Pervez Musharraf therefore started out on the wrong side of president Bill Clinton and had his ears tweaked when the US president spent five days in New Delhi and only five hours in Islamabad.

Of course, Musharraf proceeded to become something of a pet with George W. Bush. He took on himself the blowback from the Afghan war climaxing in the post Lal Masjid catastrophe.

Sharif escaped being implicated with the Americans at a time when Pakistan was in the grip of anti-Americanism on a scale unknown before. It was a potent combination of this fact along with spiralling Punjabi chauvinism which has enabled him to trump Imran Khan's even more strident anti-Americanism.

This verdict for Sharif is heavily concentrated in Punjab, a situation custom made for centrifugal pulls.

It is deft of him to have extended a hand to Imran Khan. But the verdict for the MQM in Karachi is developing into a confrontation.
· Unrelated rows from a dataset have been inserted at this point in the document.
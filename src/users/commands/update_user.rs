use async_trait::async_trait;
use serde::Deserialize;
use tokio_util::sync::CancellationToken;
use utoipa::ToSchema;
use validator::Validate;

use crate::error::{AppError, AppResult};
use crate::models::{ContactDetail, User};
use crate::pipeline::{
    FieldRules, LoggingBehaviour, Pipeline, Request, RequestHandler, ValidationBehaviour,
};
use crate::services::UserService;
use crate::users::dto::UserDto;
use crate::users::rules::{TargetsUser, UserExistsRule, not_blank};

/// Replace a stored user's names and contact detail.
#[derive(Debug, Clone, Deserialize, ToSchema, Validate)]
#[serde(rename_all = "camelCase")]
pub struct UpdateUser {
    #[serde(default)]
    #[validate(range(min = 1, message = "'Id' must be greater than '0'."))]
    #[schema(example = 1)]
    pub id: i32,

    #[serde(default)]
    #[validate(custom(function = "not_blank", message = "'Given Names' must not be empty."))]
    #[schema(example = "Ada")]
    pub given_names: String,

    #[serde(default)]
    #[validate(custom(function = "not_blank", message = "'Last Name' must not be empty."))]
    #[schema(example = "King")]
    pub last_name: String,

    #[serde(default)]
    #[validate(custom(function = "not_blank", message = "'Email Address' must not be empty."))]
    #[schema(example = "ada.king@example.com")]
    pub email_address: String,

    #[serde(default)]
    #[validate(custom(function = "not_blank", message = "'Mobile Number' must not be empty."))]
    #[schema(example = "+44 7700 900009")]
    pub mobile_number: String,
}

impl UpdateUser {
    pub fn into_user(self) -> User {
        User {
            id: self.id,
            given_names: self.given_names,
            last_name: self.last_name,
            contact_detail: ContactDetail {
                email_address: self.email_address,
                mobile_number: self.mobile_number,
            },
        }
    }
}

impl TargetsUser for UpdateUser {
    fn user_id(&self) -> i32 {
        self.id
    }
}

impl Request for UpdateUser {
    type Response = UserDto;
    const NAME: &'static str = "UpdateUser";
}

pub struct UpdateUserHandler {
    users: UserService,
}

impl UpdateUserHandler {
    pub fn new(users: UserService) -> Self {
        Self { users }
    }
}

#[async_trait]
impl RequestHandler<UpdateUser> for UpdateUserHandler {
    async fn handle(&self, request: UpdateUser, cancel: &CancellationToken) -> AppResult<UserDto> {
        let id = request.id;
        // The user may have been deleted since validation ran.
        let updated = self
            .users
            .update(request.into_user(), cancel)
            .await?
            .ok_or_else(|| AppError::user_not_found(id))?;

        tracing::info!(user_id = id, "User updated");
        Ok(updated.into())
    }
}

pub(crate) fn pipeline(users: &UserService) -> Pipeline<UpdateUser> {
    Pipeline::new(UpdateUserHandler::new(users.clone()))
        .with_behaviour(LoggingBehaviour)
        .with_behaviour(
            ValidationBehaviour::new()
                .with(FieldRules)
                .with(UserExistsRule::new(users.clone())),
        )
}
MQM's Altaf Hussain has congratulated Sharif and nurses a grievance that his gesture has not been reciprocated.

Altaf Hussain's plaintive cry "Let us go if you don't like our election results" is a repeat of his speech at Acton Town Hall outside London in 2000. "Pakistan is a historic mistake, if all of us do not have an equal share".

He then had Baloch, Pushtoon and Sindhi leaders on that platform. Today he is all alone, jabbing out like a cat which is cornered. For the MQM, is this an existential battle?